Dataset records =>
-.-.-
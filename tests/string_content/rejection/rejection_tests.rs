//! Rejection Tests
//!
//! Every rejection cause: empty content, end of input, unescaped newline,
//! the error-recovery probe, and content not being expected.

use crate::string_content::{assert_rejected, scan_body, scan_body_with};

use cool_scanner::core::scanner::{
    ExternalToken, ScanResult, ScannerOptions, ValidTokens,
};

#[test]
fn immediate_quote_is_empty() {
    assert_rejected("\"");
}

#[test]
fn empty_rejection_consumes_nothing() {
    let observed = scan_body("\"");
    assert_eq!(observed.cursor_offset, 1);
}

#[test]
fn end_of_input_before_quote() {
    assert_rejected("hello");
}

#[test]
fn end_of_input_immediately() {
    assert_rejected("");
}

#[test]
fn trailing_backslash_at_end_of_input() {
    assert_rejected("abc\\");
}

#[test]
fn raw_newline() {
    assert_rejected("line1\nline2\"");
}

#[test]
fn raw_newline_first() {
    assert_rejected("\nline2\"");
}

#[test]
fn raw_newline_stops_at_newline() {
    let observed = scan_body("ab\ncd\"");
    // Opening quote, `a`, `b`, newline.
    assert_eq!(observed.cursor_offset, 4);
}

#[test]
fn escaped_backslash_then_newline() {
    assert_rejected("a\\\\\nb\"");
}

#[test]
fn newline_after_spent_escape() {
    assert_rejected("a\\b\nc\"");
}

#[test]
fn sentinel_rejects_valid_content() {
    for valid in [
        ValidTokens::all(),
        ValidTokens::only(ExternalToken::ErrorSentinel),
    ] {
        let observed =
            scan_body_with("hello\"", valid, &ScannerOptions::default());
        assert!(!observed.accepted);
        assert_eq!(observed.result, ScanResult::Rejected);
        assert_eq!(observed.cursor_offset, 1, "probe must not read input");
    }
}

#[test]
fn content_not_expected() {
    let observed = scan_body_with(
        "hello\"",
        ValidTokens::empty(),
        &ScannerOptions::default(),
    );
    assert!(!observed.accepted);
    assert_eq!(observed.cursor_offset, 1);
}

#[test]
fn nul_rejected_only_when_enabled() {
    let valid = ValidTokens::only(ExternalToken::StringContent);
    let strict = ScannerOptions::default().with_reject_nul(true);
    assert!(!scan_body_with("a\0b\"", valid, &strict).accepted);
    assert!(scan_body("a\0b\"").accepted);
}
-.-.-
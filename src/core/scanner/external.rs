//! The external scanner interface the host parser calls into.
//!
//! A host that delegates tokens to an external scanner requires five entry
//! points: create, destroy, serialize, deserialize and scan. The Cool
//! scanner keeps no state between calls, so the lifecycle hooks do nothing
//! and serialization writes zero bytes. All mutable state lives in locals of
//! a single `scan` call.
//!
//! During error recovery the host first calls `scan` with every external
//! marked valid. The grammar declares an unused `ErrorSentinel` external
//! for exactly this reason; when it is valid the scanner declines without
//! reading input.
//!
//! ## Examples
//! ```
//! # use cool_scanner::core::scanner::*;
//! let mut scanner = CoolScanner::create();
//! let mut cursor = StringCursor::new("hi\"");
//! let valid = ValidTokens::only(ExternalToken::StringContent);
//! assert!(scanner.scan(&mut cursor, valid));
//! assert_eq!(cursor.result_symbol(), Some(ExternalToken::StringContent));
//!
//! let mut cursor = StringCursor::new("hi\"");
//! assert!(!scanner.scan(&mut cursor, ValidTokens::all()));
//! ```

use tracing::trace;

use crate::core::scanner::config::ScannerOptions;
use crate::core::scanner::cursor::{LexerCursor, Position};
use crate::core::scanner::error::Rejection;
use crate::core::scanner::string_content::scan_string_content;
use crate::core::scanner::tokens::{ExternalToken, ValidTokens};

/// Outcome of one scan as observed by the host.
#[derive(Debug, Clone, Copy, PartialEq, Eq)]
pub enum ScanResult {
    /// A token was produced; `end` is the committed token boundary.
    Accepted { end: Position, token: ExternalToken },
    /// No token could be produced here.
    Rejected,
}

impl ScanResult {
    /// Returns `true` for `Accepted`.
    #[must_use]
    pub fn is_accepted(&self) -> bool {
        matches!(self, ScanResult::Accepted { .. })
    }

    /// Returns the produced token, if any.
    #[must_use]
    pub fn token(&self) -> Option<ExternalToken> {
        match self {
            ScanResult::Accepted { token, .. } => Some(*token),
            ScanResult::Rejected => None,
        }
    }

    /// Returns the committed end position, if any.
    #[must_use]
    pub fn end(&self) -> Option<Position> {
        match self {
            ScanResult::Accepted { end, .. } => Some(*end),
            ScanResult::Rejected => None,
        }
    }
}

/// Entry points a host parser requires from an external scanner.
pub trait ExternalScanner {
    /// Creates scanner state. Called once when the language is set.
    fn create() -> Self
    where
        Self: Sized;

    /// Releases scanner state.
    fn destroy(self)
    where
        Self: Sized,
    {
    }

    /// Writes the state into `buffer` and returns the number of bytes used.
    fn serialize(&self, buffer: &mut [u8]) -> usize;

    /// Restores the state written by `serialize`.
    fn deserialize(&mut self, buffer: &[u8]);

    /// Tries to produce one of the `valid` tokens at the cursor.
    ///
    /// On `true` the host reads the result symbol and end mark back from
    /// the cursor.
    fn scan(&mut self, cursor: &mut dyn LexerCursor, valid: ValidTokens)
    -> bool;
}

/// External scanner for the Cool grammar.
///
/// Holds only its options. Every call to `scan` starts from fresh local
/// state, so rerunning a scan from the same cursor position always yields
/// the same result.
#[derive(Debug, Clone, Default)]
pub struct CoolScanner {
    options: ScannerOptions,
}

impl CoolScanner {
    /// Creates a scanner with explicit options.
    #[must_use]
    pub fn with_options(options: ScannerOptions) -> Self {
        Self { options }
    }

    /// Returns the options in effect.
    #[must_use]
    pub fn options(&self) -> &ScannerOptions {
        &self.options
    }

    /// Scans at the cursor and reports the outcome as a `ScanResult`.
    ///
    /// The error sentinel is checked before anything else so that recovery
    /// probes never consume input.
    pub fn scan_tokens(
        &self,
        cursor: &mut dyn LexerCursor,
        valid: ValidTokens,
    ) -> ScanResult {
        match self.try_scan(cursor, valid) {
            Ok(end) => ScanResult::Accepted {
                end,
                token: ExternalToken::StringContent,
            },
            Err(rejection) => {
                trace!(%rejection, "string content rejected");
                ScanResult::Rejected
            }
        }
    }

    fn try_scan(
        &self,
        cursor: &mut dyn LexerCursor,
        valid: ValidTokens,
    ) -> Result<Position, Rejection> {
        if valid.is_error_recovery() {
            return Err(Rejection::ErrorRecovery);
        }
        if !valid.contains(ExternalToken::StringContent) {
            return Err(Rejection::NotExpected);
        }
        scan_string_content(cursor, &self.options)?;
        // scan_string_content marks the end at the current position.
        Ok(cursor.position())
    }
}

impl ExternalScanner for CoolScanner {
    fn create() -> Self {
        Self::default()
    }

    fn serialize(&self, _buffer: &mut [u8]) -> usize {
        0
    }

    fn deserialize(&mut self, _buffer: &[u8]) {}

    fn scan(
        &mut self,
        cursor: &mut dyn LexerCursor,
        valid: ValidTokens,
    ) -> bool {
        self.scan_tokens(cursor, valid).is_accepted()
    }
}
-.-.-
Exercise prompt =>
In the records, find every line that has the string "derive" and copy it.

Written response =>
#[derive(Debug, Clone, Copy, PartialEq, Eq)]
#[derive(Debug, Clone, Default)]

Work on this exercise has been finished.